Dave Weinberger@LeWeb3 and LTS's Connected Magazine
As I was waiting for my massage at work today I spotted that Dave Weinberger had written in Connected 16, available as a PDF (with 'active links', it says), pp28-29. It's a very live webby edition with a retort of the Toxic Childhood thesis from me and an insight into what we are doing with gaming for learning from Derek. Enjoy a read before the hols kick in.
Last week at LeWeb3 Dave not only spoke superbly on Blogging for Democracy but also provided welcoming and entertaining company for breakfast and cheese-laden lunch throughout the conference (he toddled over having overheard Jonas and I getting loud and enthusiastic about MMORPGs and learning and scandal and stuff).
His LeWeb3 Blogging for Democracy talk was an ideal compliment to the article I spotted this morning, the article being based on the "what is knowledge nowadays" theses in Everything is Miscellaneous (you can hear the mp3 of the talk) which I blogged about at the time.
He used the Howard Dean election story to get us started, as an example of how the hierarchy of communications had, by this point, been thrown onto its head. The politician and the PR/marketing gurus were no longer in charge of a message which they could massage, but partners in creating messages with the voters - their 'users', if you will. Dean got hat. By embracing this reversal of hierarchy (and really believing in it, not thinking they could play it) Dean was more in touch than any of his competitors. He went from bottom of the pile to a real Democratic contender for the presidency.
Cut to the way some 'democracy engines' operate. Newspapers and government websites for example. The net works on the principle of links, those little blue underlined fragments of generosity, where one person gives attention to another - "leave my site, go and see them; no really, I don't want you to stay here; this person has something far more worthwhile to say on the matter".
But that doesn't count for most Government and mainstream media sites. What they have to say, it would appear, is more important than what any blogger might produce. Weinberger's own example is from the New York Times. Other than ads, there are only four links on the homepage example we are shown, and they point to other pages in the NYTimes website.
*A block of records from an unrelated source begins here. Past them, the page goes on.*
//! Pipeline control signals.
//!
//! Each latch carries only the control fields its downstream stages still need.
//! This module defines those per-stage slices:
//! 1. **Decode:** operand-needed and branch bits consumed by the dependency check.
//! 2. **AGEX:** address and ALU/shifter selects plus the Memory slice.
//! 3. **Memory:** control-flow, data-cache, and size bits plus the Store slice.
//! 4. **Store:** writeback value select and register/CC load enables.
//!
//! Every slice is built directly from the full [`ControlWord`] by a pure function, and
//! each wider slice embeds the narrower one it hands downstream.

use crate::core::microcode::{ControlWord, CsBit, Field};

/// Destination register select.
#[derive(Clone, Copy, Debug, Default, PartialEq, Eq)]
pub enum DrMux {
    /// IR\[11:9\].
    #[default]
    Ir11_9,
    /// R7.
    R7,
}

/// First address operand.
#[derive(Clone, Copy, Debug, Default, PartialEq, Eq)]
pub enum Addr1Mux {
    /// The instruction's NPC.
    #[default]
    Npc,
    /// The SR1 (base register) value.
    BaseR,
}

/// Second address operand.
#[derive(Clone, Copy, Debug, Default, PartialEq, Eq)]
pub enum Addr2Mux {
    /// Zero.
    #[default]
    Zero,
    /// IR\[5:0\] sign-extended.
    Offset6,
    /// IR\[8:0\] sign-extended.
    PcOffset9,
    /// IR\[10:0\] sign-extended.
    PcOffset11,
}

/// Source of the computed address.
#[derive(Clone, Copy, Debug, Default, PartialEq, Eq)]
pub enum AddressMux {
    /// IR\[7:0\] zero-extended and shifted left by one.
    #[default]
    TrapVector,
    /// Sum of the two address operands.
    Adder,
}

/// Second ALU operand.
#[derive(Clone, Copy, Debug, Default, PartialEq, Eq)]
pub enum Sr2Mux {
    /// The SR2 value.
    #[default]
    Register,
    /// IR\[4:0\] sign-extended.
    Immediate,
}

/// ALU operation.
#[derive(Clone, Copy, Debug, Default, PartialEq, Eq)]
pub enum AluOp {
    /// Addition.
    #[default]
    Add,
    /// Bitwise AND.
    And,
    /// Bitwise XOR.
    Xor,
    /// Pass the second operand through.
    PassB,
}

/// Source of the ALU_RESULT latch field.
#[derive(Clone, Copy, Debug, Default, PartialEq, Eq)]
pub enum ResultMux {
    /// The shifter.
    #[default]
    Shifter,
    /// The ALU.
    Alu,
}

/// Data-cache access size.
#[derive(Clone, Copy, Debug, Default, PartialEq, Eq)]
pub enum DataSize {
    /// One byte, selected by address bit 0.
    #[default]
    Byte,
    /// A whole word.
    Word,
}

/// Writeback value select.
#[derive(Clone, Copy, Debug, Default, PartialEq, Eq)]
pub enum DrValueMux {
    /// ADDRESS.
    #[default]
    Address,
    /// DATA (loaded value).
    Data,
    /// NPC (return address).
    Npc,
    /// ALU_RESULT.
    AluResult,
}

/// Next-PC select produced by the Memory stage.
#[derive(Clone, Copy, Debug, Default, PartialEq, Eq)]
pub enum PcMux {
    /// PC + 2.
    #[default]
    Sequential,
    /// The branch or jump target.
    BranchTarget,
    /// The word read from the trap vector table.
    TrapVector,
}

impl PcMux {
    /// The 2-bit encoding: 0 sequential, 1 target, 2 trap.
    pub const fn bits(self) -> u8 {
        match self {
            Self::Sequential => 0,
            Self::BranchTarget => 1,
            Self::TrapVector => 2,
        }
    }
}

/// Fields consumed in Decode.
#[derive(Clone, Copy, Debug, Default, PartialEq, Eq)]
pub struct DecodeControlSignals {
    /// SR1 is a true operand.
    pub sr1_needed: bool,
    /// SR2 is a true operand.
    pub sr2_needed: bool,
    /// Destination register select.
    pub dr_mux: DrMux,
    /// Conditional branch; reads the condition codes.
    pub br_op: bool,
    /// Front end stalls while this instruction is in Decode.
    pub br_stall: bool,
}

impl DecodeControlSignals {
    /// Extracts the Decode fields.
    pub const fn from_word(word: ControlWord) -> Self {
        Self {
            sr1_needed: word.bit(CsBit::Sr1Needed),
            sr2_needed: word.bit(CsBit::Sr2Needed),
            dr_mux: if word.bit(CsBit::DrMux) {
                DrMux::R7
            } else {
                DrMux::Ir11_9
            },
            br_op: word.bit(CsBit::BrOp),
            br_stall: word.bit(CsBit::BrStall),
        }
    }
}

/// Fields latched into the AGEX-input latch.
#[derive(Clone, Copy, Debug, Default, PartialEq, Eq)]
pub struct AgexControlSignals {
    /// First address operand.
    pub addr1_mux: Addr1Mux,
    /// Second address operand.
    pub addr2_mux: Addr2Mux,
    /// Shift the second address operand left by one.
    pub lshf1: bool,
    /// Address source.
    pub address_mux: AddressMux,
    /// Second ALU operand.
    pub sr2_mux: Sr2Mux,
    /// ALU operation.
    pub aluk: AluOp,
    /// ALU or shifter result.
    pub alu_result_mux: ResultMux,
    /// Fields handed on to the Memory stage.
    pub mem: MemoryControlSignals,
}

impl AgexControlSignals {
    /// Extracts the AGEX fields and everything downstream of them.
    pub fn from_word(word: ControlWord) -> Self {
        Self {
            addr1_mux: if word.bit(CsBit::Addr1Mux) {
                Addr1Mux::BaseR
            } else {
                Addr1Mux::Npc
            },
            addr2_mux: match word.field(Field::Addr2Mux) {
                0 => Addr2Mux::Zero,
                1 => Addr2Mux::Offset6,
                2 => Addr2Mux::PcOffset9,
                _ => Addr2Mux::PcOffset11,
            },
            lshf1: word.bit(CsBit::Lshf1),
            address_mux: if word.bit(CsBit::AddressMux) {
                AddressMux::Adder
            } else {
                AddressMux::TrapVector
            },
            sr2_mux: if word.bit(CsBit::Sr2Mux) {
                Sr2Mux::Immediate
            } else {
                Sr2Mux::Register
            },
            aluk: match word.field(Field::Aluk) {
                0 => AluOp::Add,
                1 => AluOp::And,
                2 => AluOp::Xor,
                _ => AluOp::PassB,
            },
            alu_result_mux: if word.bit(CsBit::AluResultMux) {
                ResultMux::Alu
            } else {
                ResultMux::Shifter
            },
            mem: MemoryControlSignals::from_word(word),
        }
    }
}

/// Fields latched into the Memory-input latch.
#[derive(Clone, Copy, Debug, Default, PartialEq, Eq)]
pub struct MemoryControlSignals {
    /// Conditional branch.
    pub br_op: bool,
    /// Unconditional jump.
    pub uncond_op: bool,
    /// Trap.
    pub trap_op: bool,
    /// Front end stalls while this instruction is in AGEX or Memory.
    pub br_stall: bool,
    /// Access the data cache.
    pub dcache_en: bool,
    /// The access is a write.
    pub dcache_rw: bool,
    /// Access size.
    pub data_size: DataSize,
    /// Fields handed on to the Store stage.
    pub store: StoreControlSignals,
}

impl MemoryControlSignals {
    /// Extracts the Memory fields and everything downstream of them.
    pub const fn from_word(word: ControlWord) -> Self {
        Self {
            br_op: word.bit(CsBit::BrOp),
            uncond_op: word.bit(CsBit::UncondOp),
            trap_op: word.bit(CsBit::TrapOp),
            br_stall: word.bit(CsBit::BrStall),
            dcache_en: word.bit(CsBit::DcacheEn),
            dcache_rw: word.bit(CsBit::DcacheRw),
            data_size: if word.bit(CsBit::DataSize) {
                DataSize::Word
            } else {
                DataSize::Byte
            },
            store: StoreControlSignals::from_word(word),
        }
    }
}

/// Fields latched into the Store-input latch.
#[derive(Clone, Copy, Debug, Default, PartialEq, Eq)]
pub struct StoreControlSignals {
    /// Writeback value select.
    pub dr_value_mux: DrValueMux,
    /// Write the destination register.
    pub ld_reg: bool,
    /// Write the condition codes.
    pub ld_cc: bool,
}

impl StoreControlSignals {
    /// Extracts the Store fields.
    pub const fn from_word(word: ControlWord) -> Self {
        let select = ((word.bit(CsBit::DrValueMux1) as u8) << 1) | word.bit(CsBit::DrValueMux0) as u8;
        Self {
            dr_value_mux: match select {
                0 => DrValueMux::Address,
                1 => DrValueMux::Data,
                2 => DrValueMux::Npc,
                _ => DrValueMux::AluResult,
            },
            ld_reg: word.bit(CsBit::LdReg),
            ld_cc: word.bit(CsBit::LdCc),
        }
    }
}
Taking a look at some random pages of our own Government sponsored websites we're much the same, except for the MFLE where we have made an effort and written in our policies to constantly link out of the site (we get far more traffic in return, too).
The next time someone says "bloggers are just an introverted bunch of egos who don't care what other people think": think again. Bloggers are the most generous around, if they are worth anything. Your average blog post links to several different individuals. Some of the richest posts - like this one, he said self-referetially - link to fifty or more.
The thing here is that the owners of information these days no longer have the right to be the owners of its distribution. Users can and do now sort information on the way out of the information silo rather than experts attempting to sort a growing mass on the way in - why should I choose which bloggers to include in a list of educational bloggers when you can do it yourself to your tastes?
At the end of the day today's advancement is not going to be through knowing loads of stuff - loads of stuff can be found on demand on the net using wikipedia and the many many other tools out there. What is important is finding information quickly, making these links between information, learning to synthesise, as Dan Pink advocates in A Whole New Mind, and then sharing that as a next step on from the raw product.
If we permit ourselves to do it - 'we' being bloggers, teachers, government organisations, learning organisations, businesses, individuals - we can create a meaningful infrastructure of links - an infrastructure of meaning. It can grow from us if organisations who think they know better stop and think before trying to impose taxonomies that force information onto one shelf at a time. The whole 'net neutrality' debate in US politics is a back hander as elites attempt to "make the internet better". It's quite telling, in fact, that today the Wikipedia entry for net neutrality is headed by the message: "the neutrality of this article is disputed". Who decides?
People are ready to get information on the shelf we want it to be on. Keeping those reins on us is only serving a false lesson - let us get out onto that road.